» **Required action**
Going through the data below, tally every line where the string "FaceConfig" occurs, then give only the tally.

» **Provided records**
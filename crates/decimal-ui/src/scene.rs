use std::fmt;
use std::str::FromStr;

use decimal_engine::coords::{Rect, Vec2};
use decimal_engine::scene::DrawList;
use decimal_engine::theme::Palette;
use decimal_time::{DecimalTime, StandardTime};

use crate::layout::responsive_clock_size;
use crate::painter::Painter;
use crate::widget::Element;
use crate::widgets::analog_clock::AnalogClock;
use crate::widgets::column::Column;
use crate::widgets::digital_readout::{DigitalReadout, ReadoutVariant};
use crate::widgets::progress_ring::ProgressRing;
use crate::widgets::text::{Label, Tone};
use crate::widgets::time_comparison::TimeComparison;

/// Caption under the clock card.
pub const INFO_TEXT: &str = "10h • 100m • 100s";

/// Padding kept between the card and the viewport edge.
const VIEWPORT_PADDING: f32 = 24.0;

// ── FaceStyle ─────────────────────────────────────────────────────────────

/// Which clock is drawn in the card.
#[derive(Debug, Clone, Copy, PartialEq, Eq, Default)]
pub enum FaceStyle {
    /// Full analog face with hands, ticks and numerals.
    #[default]
    Analog,
    /// Progress ring around a large digital readout.
    Minimal,
}

impl FaceStyle {
    pub const fn id(self) -> &'static str {
        match self {
            FaceStyle::Analog => "analog",
            FaceStyle::Minimal => "minimal",
        }
    }
}

impl fmt::Display for FaceStyle {
    fn fmt(&self, f: &mut fmt::Formatter<'_>) -> fmt::Result {
        f.write_str(self.id())
    }
}

impl FromStr for FaceStyle {
    type Err = String;

    fn from_str(s: &str) -> Result<Self, Self::Err> {
        match s.trim().to_ascii_lowercase().as_str() {
            "analog" => Ok(FaceStyle::Analog),
            "minimal" => Ok(FaceStyle::Minimal),
            other => Err(format!("unknown face style {other:?} (expected analog or minimal)")),
        }
    }
}

// ── FaceConfig ────────────────────────────────────────────────────────────

/// Output surface and options for one rendered face.
#[derive(Debug, Clone, Copy, PartialEq)]
pub struct FaceConfig {
    /// Viewport width in logical pixels.
    pub width: f32,
    /// Viewport height in logical pixels.
    pub height: f32,
    pub style: FaceStyle,
    /// Small readout inside the analog face.
    pub show_digital: bool,
}

impl FaceConfig {
    #[inline]
    pub fn viewport(&self) -> Vec2 {
        Vec2::new(self.width, self.height)
    }

    /// Diameter the clock will be drawn at.
    #[inline]
    pub fn clock_size(&self) -> f32 {
        responsive_clock_size(self.viewport())
    }
}

impl Default for FaceConfig {
    fn default() -> Self {
        Self { width: 480.0, height: 800.0, style: FaceStyle::Analog, show_digital: true }
    }
}

// ── FaceScene ─────────────────────────────────────────────────────────────

/// Owns the draw list a face is recorded into, reused across frames.
///
/// # Example
/// ```rust,ignore
/// let mut scene = FaceScene::new();
/// let root = build_face(&snapshot.standard, &snapshot.decimal, &config);
/// let list = scene.frame(&root, config.viewport(), Theme::Dark.palette());
/// let svg = render_svg(list, config.viewport());
/// ```
#[derive(Debug, Default)]
pub struct FaceScene {
    pub draw_list: DrawList,
}

impl FaceScene {
    pub fn new() -> Self {
        Self::default()
    }

    /// Records one frame: background fill, then `root` centered in the viewport.
    pub fn frame(&mut self, root: &Element, viewport: Vec2, palette: Palette) -> &mut DrawList {
        self.draw_list.clear();
        let mut painter = Painter::new(&mut self.draw_list, palette);
        painter.fill_rect(Rect::from_origin_size(Vec2::zero(), viewport), 0.0, palette.bg_primary, None);

        let size = root.measure((viewport.x - 2.0 * VIEWPORT_PADDING).max(0.0));
        let origin = Vec2::new(
            ((viewport.x - size.x) * 0.5).max(0.0),
            ((viewport.y - size.y) * 0.5).max(0.0),
        );
        root.paint(&mut painter, Rect::from_origin_size(origin, size));
        &mut self.draw_list
    }
}

/// Builds the widget tree for the clock card.
pub fn build_face(standard: &StandardTime, decimal: &DecimalTime, config: &FaceConfig) -> Element {
    let size = config.clock_size();
    let clock: Element = match config.style {
        FaceStyle::Analog => AnalogClock::new(*decimal, size).show_digital(config.show_digital).into(),
        FaceStyle::Minimal => ProgressRing::new(decimal.percent_of_day)
            .size(size)
            .center(
                DigitalReadout::new(*decimal)
                    .variant(ReadoutVariant::Minimal)
                    .size(size * 0.16)
                    .show_centiseconds(true),
            )
            .into(),
    };

    Column::new()
        .card(true)
        .padding(24.0)
        .spacing(24.0)
        .child(clock)
        .child(TimeComparison::new(*standard, *decimal))
        .child(Label::new(INFO_TEXT, 12.0).tone(Tone::Muted).letter_spacing(0.05))
        .into()
}

/// One-shot helper: builds and records a face into a fresh draw list.
pub fn render_face(
    standard: &StandardTime,
    decimal: &DecimalTime,
    palette: Palette,
    config: &FaceConfig,
) -> DrawList {
    let mut scene = FaceScene::new();
    let root = build_face(standard, decimal, config);
    scene.frame(&root, config.viewport(), palette);
    scene.draw_list
}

» **Response below**
6